What you need to do ▸ Find the word "parent" in the data. Return every line where it appears.

Extracted material ▸
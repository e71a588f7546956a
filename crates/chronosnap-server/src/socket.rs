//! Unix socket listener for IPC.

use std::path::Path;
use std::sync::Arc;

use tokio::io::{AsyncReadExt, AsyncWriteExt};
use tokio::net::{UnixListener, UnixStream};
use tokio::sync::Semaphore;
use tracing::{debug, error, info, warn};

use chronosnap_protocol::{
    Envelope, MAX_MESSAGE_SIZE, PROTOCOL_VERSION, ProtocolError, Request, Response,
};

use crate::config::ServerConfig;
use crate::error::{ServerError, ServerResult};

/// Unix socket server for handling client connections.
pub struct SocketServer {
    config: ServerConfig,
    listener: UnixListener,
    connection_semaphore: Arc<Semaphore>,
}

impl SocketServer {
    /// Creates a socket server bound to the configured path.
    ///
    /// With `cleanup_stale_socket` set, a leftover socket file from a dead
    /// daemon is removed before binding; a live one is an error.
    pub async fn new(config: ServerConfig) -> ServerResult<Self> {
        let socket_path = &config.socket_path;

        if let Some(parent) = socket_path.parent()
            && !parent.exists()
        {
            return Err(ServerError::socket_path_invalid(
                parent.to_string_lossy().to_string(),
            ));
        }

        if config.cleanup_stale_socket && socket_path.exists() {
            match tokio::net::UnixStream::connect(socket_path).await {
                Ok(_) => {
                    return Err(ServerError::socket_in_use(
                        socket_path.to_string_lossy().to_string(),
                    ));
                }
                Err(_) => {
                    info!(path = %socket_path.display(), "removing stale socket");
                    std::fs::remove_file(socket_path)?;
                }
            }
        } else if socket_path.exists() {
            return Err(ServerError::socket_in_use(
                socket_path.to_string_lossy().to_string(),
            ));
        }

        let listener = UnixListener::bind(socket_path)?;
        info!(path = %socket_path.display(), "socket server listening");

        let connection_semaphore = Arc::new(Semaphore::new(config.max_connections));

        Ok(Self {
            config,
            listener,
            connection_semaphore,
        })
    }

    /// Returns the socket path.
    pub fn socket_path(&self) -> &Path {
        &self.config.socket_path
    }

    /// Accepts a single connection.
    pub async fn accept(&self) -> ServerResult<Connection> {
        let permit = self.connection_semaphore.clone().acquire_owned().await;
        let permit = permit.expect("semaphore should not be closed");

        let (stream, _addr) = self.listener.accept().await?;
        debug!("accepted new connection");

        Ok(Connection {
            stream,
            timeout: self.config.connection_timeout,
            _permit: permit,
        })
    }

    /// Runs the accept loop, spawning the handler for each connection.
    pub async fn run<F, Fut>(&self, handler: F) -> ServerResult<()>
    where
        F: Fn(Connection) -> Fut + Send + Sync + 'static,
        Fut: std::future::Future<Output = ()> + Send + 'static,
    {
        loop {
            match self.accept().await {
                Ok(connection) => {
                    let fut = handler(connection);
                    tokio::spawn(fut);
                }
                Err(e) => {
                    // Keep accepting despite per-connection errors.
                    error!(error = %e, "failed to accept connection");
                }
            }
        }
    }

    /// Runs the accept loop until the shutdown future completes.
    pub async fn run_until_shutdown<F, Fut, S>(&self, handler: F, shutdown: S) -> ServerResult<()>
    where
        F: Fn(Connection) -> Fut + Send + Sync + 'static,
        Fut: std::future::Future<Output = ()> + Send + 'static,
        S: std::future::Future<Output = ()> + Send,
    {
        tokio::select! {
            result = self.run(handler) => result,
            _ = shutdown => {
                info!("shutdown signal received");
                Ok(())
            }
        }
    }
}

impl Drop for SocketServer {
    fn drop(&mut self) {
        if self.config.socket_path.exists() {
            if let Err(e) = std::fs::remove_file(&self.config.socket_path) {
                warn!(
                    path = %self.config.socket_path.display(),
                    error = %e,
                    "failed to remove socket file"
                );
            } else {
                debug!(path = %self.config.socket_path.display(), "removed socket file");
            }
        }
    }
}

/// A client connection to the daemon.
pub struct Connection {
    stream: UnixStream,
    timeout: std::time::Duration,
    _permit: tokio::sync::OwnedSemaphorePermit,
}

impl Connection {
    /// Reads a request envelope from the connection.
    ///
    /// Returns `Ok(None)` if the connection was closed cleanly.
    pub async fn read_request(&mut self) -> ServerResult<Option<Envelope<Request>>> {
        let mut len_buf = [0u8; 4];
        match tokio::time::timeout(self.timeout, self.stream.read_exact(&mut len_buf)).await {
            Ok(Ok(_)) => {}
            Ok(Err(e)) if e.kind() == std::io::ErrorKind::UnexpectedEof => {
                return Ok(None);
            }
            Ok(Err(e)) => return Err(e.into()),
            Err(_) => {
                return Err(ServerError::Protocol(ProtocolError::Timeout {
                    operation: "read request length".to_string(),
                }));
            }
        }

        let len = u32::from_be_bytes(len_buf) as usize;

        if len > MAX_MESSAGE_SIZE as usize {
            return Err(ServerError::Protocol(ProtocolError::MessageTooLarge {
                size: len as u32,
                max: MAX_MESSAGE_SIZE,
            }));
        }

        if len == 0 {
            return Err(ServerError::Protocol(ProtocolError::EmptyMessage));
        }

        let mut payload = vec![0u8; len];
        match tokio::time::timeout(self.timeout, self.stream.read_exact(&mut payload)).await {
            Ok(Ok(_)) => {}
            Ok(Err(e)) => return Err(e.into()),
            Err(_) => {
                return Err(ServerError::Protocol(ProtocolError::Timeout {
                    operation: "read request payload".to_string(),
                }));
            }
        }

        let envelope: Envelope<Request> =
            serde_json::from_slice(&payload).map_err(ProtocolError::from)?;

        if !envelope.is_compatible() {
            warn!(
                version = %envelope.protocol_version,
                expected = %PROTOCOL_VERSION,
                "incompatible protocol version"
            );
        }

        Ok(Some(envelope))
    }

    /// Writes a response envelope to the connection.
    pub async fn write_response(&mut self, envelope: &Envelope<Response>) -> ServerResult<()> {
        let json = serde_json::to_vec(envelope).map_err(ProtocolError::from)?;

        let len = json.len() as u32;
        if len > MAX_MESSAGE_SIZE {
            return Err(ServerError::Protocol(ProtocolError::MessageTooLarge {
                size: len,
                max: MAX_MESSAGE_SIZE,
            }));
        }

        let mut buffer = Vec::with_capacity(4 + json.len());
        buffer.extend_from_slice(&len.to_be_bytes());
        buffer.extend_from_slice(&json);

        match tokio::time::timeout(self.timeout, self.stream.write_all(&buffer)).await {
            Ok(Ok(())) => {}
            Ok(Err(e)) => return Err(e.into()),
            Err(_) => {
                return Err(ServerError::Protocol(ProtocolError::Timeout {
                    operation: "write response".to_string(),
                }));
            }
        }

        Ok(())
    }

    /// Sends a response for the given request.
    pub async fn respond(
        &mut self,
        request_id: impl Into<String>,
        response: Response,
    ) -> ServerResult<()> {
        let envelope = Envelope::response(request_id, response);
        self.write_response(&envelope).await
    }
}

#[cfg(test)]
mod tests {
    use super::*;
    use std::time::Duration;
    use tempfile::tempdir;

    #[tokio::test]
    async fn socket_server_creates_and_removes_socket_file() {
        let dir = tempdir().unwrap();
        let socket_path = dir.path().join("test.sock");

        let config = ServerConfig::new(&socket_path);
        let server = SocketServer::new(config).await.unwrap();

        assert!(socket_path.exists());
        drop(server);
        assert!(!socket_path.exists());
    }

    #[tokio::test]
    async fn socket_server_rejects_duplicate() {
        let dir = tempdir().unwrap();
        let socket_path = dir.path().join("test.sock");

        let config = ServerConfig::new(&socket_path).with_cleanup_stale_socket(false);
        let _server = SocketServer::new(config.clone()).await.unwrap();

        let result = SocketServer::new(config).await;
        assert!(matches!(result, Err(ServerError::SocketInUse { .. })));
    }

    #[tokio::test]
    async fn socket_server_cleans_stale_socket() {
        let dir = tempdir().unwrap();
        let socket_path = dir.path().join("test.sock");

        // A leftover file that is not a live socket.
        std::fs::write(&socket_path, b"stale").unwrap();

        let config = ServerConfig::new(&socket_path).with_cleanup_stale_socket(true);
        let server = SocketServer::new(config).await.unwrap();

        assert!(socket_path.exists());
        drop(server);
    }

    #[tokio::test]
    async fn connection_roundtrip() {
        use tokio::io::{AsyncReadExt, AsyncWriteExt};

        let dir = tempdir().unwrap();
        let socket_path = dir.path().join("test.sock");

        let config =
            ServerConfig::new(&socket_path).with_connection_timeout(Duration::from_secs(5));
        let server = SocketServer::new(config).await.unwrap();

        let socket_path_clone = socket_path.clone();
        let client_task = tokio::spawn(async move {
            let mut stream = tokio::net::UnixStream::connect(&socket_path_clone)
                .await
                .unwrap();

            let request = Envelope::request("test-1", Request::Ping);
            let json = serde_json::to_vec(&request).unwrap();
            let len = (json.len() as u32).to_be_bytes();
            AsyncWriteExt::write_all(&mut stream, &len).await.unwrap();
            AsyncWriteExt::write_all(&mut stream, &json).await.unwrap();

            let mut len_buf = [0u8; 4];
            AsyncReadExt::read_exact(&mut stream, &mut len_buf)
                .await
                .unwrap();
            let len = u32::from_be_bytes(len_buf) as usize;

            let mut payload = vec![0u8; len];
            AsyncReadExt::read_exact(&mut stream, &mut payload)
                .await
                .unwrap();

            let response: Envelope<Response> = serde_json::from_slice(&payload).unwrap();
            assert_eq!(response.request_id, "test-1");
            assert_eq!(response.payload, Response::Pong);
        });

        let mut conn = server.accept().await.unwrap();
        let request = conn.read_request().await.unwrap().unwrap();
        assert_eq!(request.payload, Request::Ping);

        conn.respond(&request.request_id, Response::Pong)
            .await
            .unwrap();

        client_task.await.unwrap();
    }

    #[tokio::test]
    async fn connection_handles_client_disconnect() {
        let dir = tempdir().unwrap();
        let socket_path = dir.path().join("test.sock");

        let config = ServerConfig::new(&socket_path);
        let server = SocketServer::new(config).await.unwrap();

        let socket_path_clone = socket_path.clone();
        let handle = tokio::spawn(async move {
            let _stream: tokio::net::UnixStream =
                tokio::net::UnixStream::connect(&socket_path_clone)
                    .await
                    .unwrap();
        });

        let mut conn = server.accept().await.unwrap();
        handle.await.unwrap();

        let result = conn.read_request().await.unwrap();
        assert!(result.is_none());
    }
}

Expected answer ▸
        if let Some(parent) = socket_path.parent()
            && !parent.exists()
                parent.to_string_lossy().to_string(),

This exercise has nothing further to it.